In step 308, the list of the words occurring in each protein sequence is compiled. In an exemplary embodiment, data processor 104 may compile the list of each amino acid word occurring more than once in the protein sequences encoded by a genome. The compiled amino acid word list may be stored in data storage device 106.
In step 310, the observed frequency of each amino acid word in the protein sequence is counted and written to a count list. In an exemplary embodiment, data processor 104 may count the observed occurrences of each amino acid word in the compiled list. Data processor 104 may calculate the frequency of each amino acid word in each protein sequence encoded by the genome by dividing the observed number of occurrences for each amino acid word by the number of amino acids in the protein sequence or genome. Data processor 104 may then write a list including the frequency for each amino acid word in the protein sequences. The list containing the observed amino acid word frequency may be stored in data storage device 106.
In step 312, the expected frequency of each amino acid word in each protein sequence is calculated. In an exemplary embodiment, the expected frequency of each amino acid word in a protein sequence may be derived from the probability of each amino acid word in the protein sequence occurring. Data processor 104 may calculate the probability of an amino acid word based on the probability of the occurrence of two or more amino acid subwords making up the amino acid word.
An exemplary algorithm for determining the probability of the occurrence of an amino acid word in the protein sequence may involve calculating the probability from the observed frequency of each amino acid word in the protein sequence. The probability of a 1-long amino acid word (i.e. a single amino acid) occurring within the protein sequence is equal to the frequency of the amino acid, i.e. the number of occurrences of that amino acid in a protein divided by the total number of amino acids in the protein. For example, if the amino acid “A” (for alanine) occurs 11 times in a protein of 100 amino acids, then the probability of the 1-long amino acid word p(A) is 11%. For a 2-long amino acid word, the probability may be determined to be one half of the probability of the first 1-long amino acid subword multiplied by the probability of the second 1-long amino acid subword. For example, if p(A) is 11%, and p(L) (for the 1-long amino acid word for leucine “L”) is 8%, then p(AL) (for the 2-long amino acid word “AL”) would be equal to one half of 0.11*0.08, or 0.44% (with the same probability existing for p(LA)). For N-long amino acid words (where N>2), the probability may be determined based on the probability of a 1-long amino acid subword and a (N−1)-long amino acid subword. For example, the probability of the amino acid word “VALK” occurring may be equal to the average of p(VAL)*p(K) and p(V)*p(ALK).
Using this algorithm, data processor 104 may calculate the probability of any amino acid word occurring based on the probability of two or more subwords of the amino acid word, which may be obtained using the list of observed frequencies of amino acid words in each protein. Data processor 104 may calculate the expected frequency of an amino acid word in a protein by multiplying the probability of the amino acid word occurring with the total number of amino acids in the protein. The expected amino acid word frequency for each amino acid word in each protein sequence encoded by the genome may be stored in data storage device 106.
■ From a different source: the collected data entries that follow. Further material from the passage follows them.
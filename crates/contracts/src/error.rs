//! Layered error definitions
//!
//! Categorized by source: config / input / sink

use thiserror::Error;

use crate::TimestampMs;

/// Unified error type
#[derive(Debug, Error)]
pub enum ContractError {
    // ===== Configuration Errors =====
    /// Configuration parse error
    #[error("config parse error: {message}")]
    ConfigParse {
        message: String,
        #[source]
        source: Option<Box<dyn std::error::Error + Send + Sync>>,
    },

    /// Configuration validation error
    #[error("config validation error at '{field}': {message}")]
    ConfigValidation { field: String, message: String },

    // ===== Input Errors =====
    /// Structurally decoded event with out-of-range or non-finite values
    #[error("invalid {stream} event for vehicle '{vehicle_id}': {message}")]
    InvalidEvent {
        stream: &'static str,
        vehicle_id: String,
        message: String,
    },

    /// Timestamp went backwards within one vehicle's own stream
    #[error(
        "timestamp regression on {stream} stream for vehicle '{vehicle_id}': {timestamp} < {last}"
    )]
    TimestampRegression {
        stream: &'static str,
        vehicle_id: String,
        timestamp: TimestampMs,
        last: TimestampMs,
    },

    // ===== Sink Errors =====
    /// Sink write error
    #[error("sink '{sink_name}' write error: {message}")]
    SinkWrite { sink_name: String, message: String },

    // ===== General Errors =====
    /// IO error
    #[error("io error: {0}")]
    Io(#[from] std::io::Error),

    /// Other error
    #[error("{0}")]
    Other(String),
}

impl ContractError {
    /// Create configuration parse error
    pub fn config_parse(message: impl Into<String>) -> Self {
        Self::ConfigParse {
            message: message.into(),
            source: None,
        }
    }

    /// Create configuration validation error
    pub fn config_validation(field: impl Into<String>, message: impl Into<String>) -> Self {
        Self::ConfigValidation {
            field: field.into(),
            message: message.into(),
        }
    }

    /// Create invalid event error
    pub fn invalid_event(
        stream: &'static str,
        vehicle_id: impl Into<String>,
        message: impl Into<String>,
    ) -> Self {
        Self::InvalidEvent {
            stream,
            vehicle_id: vehicle_id.into(),
            message: message.into(),
        }
    }

    /// Create sink write error
    pub fn sink_write(sink_name: impl Into<String>, message: impl Into<String>) -> Self {
        Self::SinkWrite {
            sink_name: sink_name.into(),
            message: message.into(),
        }
    }

    /// Short, stable label for metrics
    pub fn kind(&self) -> &'static str {
        match self {
            Self::ConfigParse { .. } => "config_parse",
            Self::ConfigValidation { .. } => "config_validation",
            Self::InvalidEvent { .. } => "invalid_event",
            Self::TimestampRegression { .. } => "timestamp_regression",
            Self::SinkWrite { .. } => "sink_write",
            Self::Io(_) => "io",
            Self::Other(_) => "other",
        }
    }
}
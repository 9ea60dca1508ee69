//! Per-record mapping from fused vehicle state to emission record

use contracts::{AlertThresholds, EmissionModelConfig, EmissionRecord, EngineConfig, VehicleState};
use tracing::debug;

use crate::{classify, estimate};

/// Stateless one-in, one-out emission stage
#[derive(Debug, Clone, Default)]
pub struct EmissionTransform {
    model: EmissionModelConfig,
    alerts: AlertThresholds,
}

impl EmissionTransform {
    pub fn new(model: EmissionModelConfig, alerts: AlertThresholds) -> Self {
        Self { model, alerts }
    }

    pub fn from_engine_config(config: &EngineConfig) -> Self {
        Self::new(config.model.clone(), config.alerts.clone())
    }

    pub fn model(&self) -> &EmissionModelConfig {
        &self.model
    }

    pub fn alerts(&self) -> &AlertThresholds {
        &self.alerts
    }

    /// Estimate emissions, then classify the reading
    pub fn apply(&self, state: &VehicleState) -> EmissionRecord {
        let est = estimate(
            state.speed_kmh,
            state.load_kg,
            state.idle_seconds,
            &self.model,
        );
        let decision = classify(
            state.speed_kmh,
            state.idle_seconds,
            est.co2_rate_g_per_km,
            &state.vehicle_id,
            &self.alerts,
        );

        if let Some(kind) = decision.kind {
            debug!(
                vehicle_id = %state.vehicle_id,
                timestamp = state.timestamp,
                alert_kind = %kind,
                severity = %decision.severity,
                "alert raised"
            );
        }

        EmissionRecord {
            vehicle_id: state.vehicle_id.clone(),
            timestamp: state.timestamp,
            latitude: state.latitude,
            longitude: state.longitude,
            speed_kmh: state.speed_kmh,
            load_kg: state.load_kg,
            idle_seconds: state.idle_seconds,
            co2_grams: est.co2_grams,
            co2_rate_g_per_km: est.co2_rate_g_per_km,
            alert_kind: decision.kind,
            severity: decision.severity,
            alert_message: decision.message,
        }
    }
}

#[cfg(test)]
mod tests {
    use super::*;
    use contracts::{AlertKind, PositionEvent, Severity, TelemetryEvent};

    fn position(vehicle_id: &str, speed_kmh: f64) -> PositionEvent {
        PositionEvent {
            vehicle_id: vehicle_id.into(),
            timestamp: 10_000,
            latitude: 12.97,
            longitude: 77.59,
            speed_kmh,
            heading: 90.0,
        }
    }

    fn telemetry(vehicle_id: &str, load_kg: f64, idle_seconds: u32) -> TelemetryEvent {
        TelemetryEvent {
            vehicle_id: vehicle_id.into(),
            timestamp: 9_000,
            fuel_level_pct: 60.0,
            engine_temp_c: 90.0,
            load_kg,
            idle_seconds,
        }
    }

    #[test]
    fn long_idle_is_critical() {
        let state = VehicleState::from_parts(
            &position("TRK-104", 0.0),
            Some(&telemetry("TRK-104", 2000.0, 150)),
        );
        let record = EmissionTransform::default().apply(&state);

        assert_eq!(record.alert_kind, Some(AlertKind::HighIdle));
        assert_eq!(record.severity, Severity::Critical);
        assert_eq!(record.co2_rate_g_per_km, 0.0);
        assert!((record.co2_grams - 85.0).abs() < 1e-9);
        let message = record.alert_message.unwrap_or_default();
        assert!(message.contains("1275.0g"), "got: {message}");
    }

    #[test]
    fn unloaded_cruise_has_base_rate() {
        let state = VehicleState::from_parts(
            &position("TRK-101", 45.0),
            Some(&telemetry("TRK-101", 0.0, 0)),
        );
        let record = EmissionTransform::default().apply(&state);
        assert_eq!(record.co2_rate_g_per_km, 650.0);
        assert!((record.co2_grams - 65.0).abs() < 1e-9);
        // 650 g/km is above the default spike threshold
        assert_eq!(record.alert_kind, Some(AlertKind::EmissionSpike));
        assert_eq!(record.severity, Severity::Warning);
    }

    #[test]
    fn defaults_without_telemetry() {
        let state = VehicleState::from_parts(&position("TRK-109", 45.0), None);
        let record = EmissionTransform::default().apply(&state);
        assert_eq!(record.load_kg, 0.0);
        assert_eq!(record.idle_seconds, 0);
        assert_eq!(record.co2_rate_g_per_km, 650.0);
    }

    #[test]
    fn alert_kind_present_iff_above_info() {
        let mut alerts = AlertThresholds::default();
        alerts.emission_spike_g_per_km = 10_000.0;
        let transform = EmissionTransform::new(EmissionModelConfig::default(), alerts);

        for (speed, idle) in [(45.0, 0), (0.0, 30), (0.0, 60), (0.0, 200), (80.0, 5)] {
            let state = VehicleState::from_parts(
                &position("V", speed),
                Some(&telemetry("V", 500.0, idle)),
            );
            let record = transform.apply(&state);
            assert_eq!(record.alert_kind.is_some(), record.severity > Severity::Info);
            assert_eq!(record.alert_message.is_some(), record.alert_kind.is_some());
        }
    }

    #[test]
    fn apply_is_idempotent() {
        let state = VehicleState::from_parts(
            &position("TRK-103", 82.0),
            Some(&telemetry("TRK-103", 7500.0, 0)),
        );
        let transform = EmissionTransform::default();
        assert_eq!(transform.apply(&state), transform.apply(&state));
    }
}
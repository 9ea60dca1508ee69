//! SinkHandle - manages a sink with isolated queue and worker task

use std::sync::Arc;
use tokio::sync::mpsc;
use tokio::task::JoinHandle;
use tracing::{debug, error, instrument, warn};

use contracts::{DataSink, OutputEvent, Topic};

use crate::error::DispatcherError;
use crate::metrics::SinkMetrics;

/// Handle to a running sink worker
pub struct SinkHandle {
    /// Sink name
    name: String,
    /// Subscribed topics; empty means all
    topics: Vec<Topic>,
    /// Channel to send events to worker
    tx: mpsc::Sender<OutputEvent>,
    /// Shared metrics
    metrics: Arc<SinkMetrics>,
    /// Worker task handle
    worker_handle: JoinHandle<()>,
}

impl SinkHandle {
    /// Create a new SinkHandle subscribed to every topic and spawn the worker task
    pub fn spawn<S: DataSink + Send + 'static>(sink: S, queue_capacity: usize) -> Self {
        Self::spawn_with_topics(sink, queue_capacity, Vec::new())
    }

    /// Create a new SinkHandle restricted to `topics` (empty means all)
    pub fn spawn_with_topics<S: DataSink + Send + 'static>(
        sink: S,
        queue_capacity: usize,
        topics: Vec<Topic>,
    ) -> Self {
        let name = sink.name().to_string();
        let (tx, rx) = mpsc::channel(queue_capacity.max(1));
        let metrics = Arc::new(SinkMetrics::new());

        let worker_metrics = Arc::clone(&metrics);
        let worker_name = name.clone();

        let worker_handle = tokio::spawn(async move {
            sink_worker(sink, rx, worker_metrics, worker_name).await;
        });

        Self {
            name,
            topics,
            tx,
            metrics,
            worker_handle,
        }
    }

    /// Get sink name
    pub fn name(&self) -> &str {
        &self.name
    }

    /// Whether events on `topic` go to this sink
    pub fn accepts(&self, topic: Topic) -> bool {
        self.topics.is_empty() || self.topics.contains(&topic)
    }

    /// Get current metrics
    pub fn metrics(&self) -> &Arc<SinkMetrics> {
        &self.metrics
    }

    /// Send an event to the sink (non-blocking)
    ///
    /// A full queue drops the event for this sink only.
    pub fn try_send(&self, event: OutputEvent) -> Result<(), DispatcherError> {
        let topic = event.topic();
        match self.tx.try_send(event) {
            Ok(()) => {
                self.metrics
                    .set_queue_len(self.tx.max_capacity() - self.tx.capacity());
                record_dispatch(&self.name, topic, "queued");
                Ok(())
            }
            Err(mpsc::error::TrySendError::Full(event)) => {
                self.metrics.record_dropped(topic);
                record_dispatch(&self.name, topic, "dropped");
                warn!(
                    sink = %self.name,
                    topic = %topic,
                    vehicle_id = %event.vehicle_id(),
                    timestamp = event.timestamp(),
                    "Queue full, event dropped"
                );
                Err(DispatcherError::QueueFull {
                    sink_name: self.name.clone(),
                    topic,
                    vehicle_id: event.vehicle_id().to_string(),
                })
            }
            Err(mpsc::error::TrySendError::Closed(_)) => {
                record_dispatch(&self.name, topic, "closed");
                error!(sink = %self.name, "Sink worker closed unexpectedly");
                Err(DispatcherError::SinkClosed {
                    sink_name: self.name.clone(),
                })
            }
        }
    }

    /// Shutdown the sink worker gracefully
    #[instrument(name = "sink_handle_shutdown", skip(self), fields(sink = %self.name))]
    pub async fn shutdown(self) {
        // Drop sender to signal worker to stop
        drop(self.tx);
        if let Err(e) = self.worker_handle.await {
            error!(sink = %self.name, error = ?e, "Worker task panicked");
        }
        debug!(sink = %self.name, "SinkHandle shutdown complete");
    }
}

fn record_dispatch(sink: &str, topic: Topic, result: &'static str) {
    metrics::counter!(
        "fleet_emissions_sink_dispatch_total",
        "sink" => sink.to_string(),
        "topic" => topic.as_str(),
        "result" => result
    )
    .increment(1);
}

/// Worker task that consumes events and writes to sink
#[instrument(
    name = "sink_worker_loop",
    skip(sink, rx, metrics),
    fields(sink = %name)
)]
async fn sink_worker<S: DataSink>(
    mut sink: S,
    mut rx: mpsc::Receiver<OutputEvent>,
    metrics: Arc<SinkMetrics>,
    name: String,
) {
    debug!(sink = %name, "Sink worker started");

    while let Some(event) = rx.recv().await {
        metrics.set_queue_len(rx.len());

        match sink.write(&event).await {
            Ok(()) => {
                metrics.record_written(event.topic());
            }
            Err(e) => {
                metrics.record_failed(event.topic());
                error!(
                    sink = %name,
                    topic = %event.topic(),
                    vehicle_id = %event.vehicle_id(),
                    error = %e,
                    "Write failed"
                );
                // Continue processing - don't crash on single failure
            }
        }
    }

    if let Err(e) = sink.flush().await {
        error!(sink = %name, error = %e, "Flush failed on shutdown");
    }
    if let Err(e) = sink.close().await {
        error!(sink = %name, error = %e, "Close failed on shutdown");
    }

    debug!(sink = %name, "Sink worker stopped");
}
In step 314, a genome word dictionary is output, e.g., stored to data storage device 106 and/or transmitted to output device 108. In an exemplary embodiment, data processor 104 generates an amino acid word dictionary for each genome. The amino acid word dictionary may contain an entry for each amino acid word in each protein sequence encoded by the genome. Each entry for the amino acid word may include the word's observed frequency, expected frequency, and/or the difference between the observed and expected frequencies. After generating the amino acid word dictionary for each genome, data processor 104 may then store the amino acid word dictionary on data storage device 106 for later access. Additionally, data processor 104 may transmit electronic data including amino acid word dictionaries for each amino acid word in the genome to output device(s) 108. Output device(s) 108 may then present the amino acid word dictionaries to a user via a chart or graph, for example.
In step 316, a genome target list is read. Data processor 104 may receive the genome target list from input device(s) 102. The genome target list may be generated by a user. In an exemplary embodiment, the genome target list may be the same list of genomes read in step 302. In an alternative exemplary embodiment, the genome target list may be a list including genomes for which amino acid word dictionaries have been created, as described above in steps 304-314.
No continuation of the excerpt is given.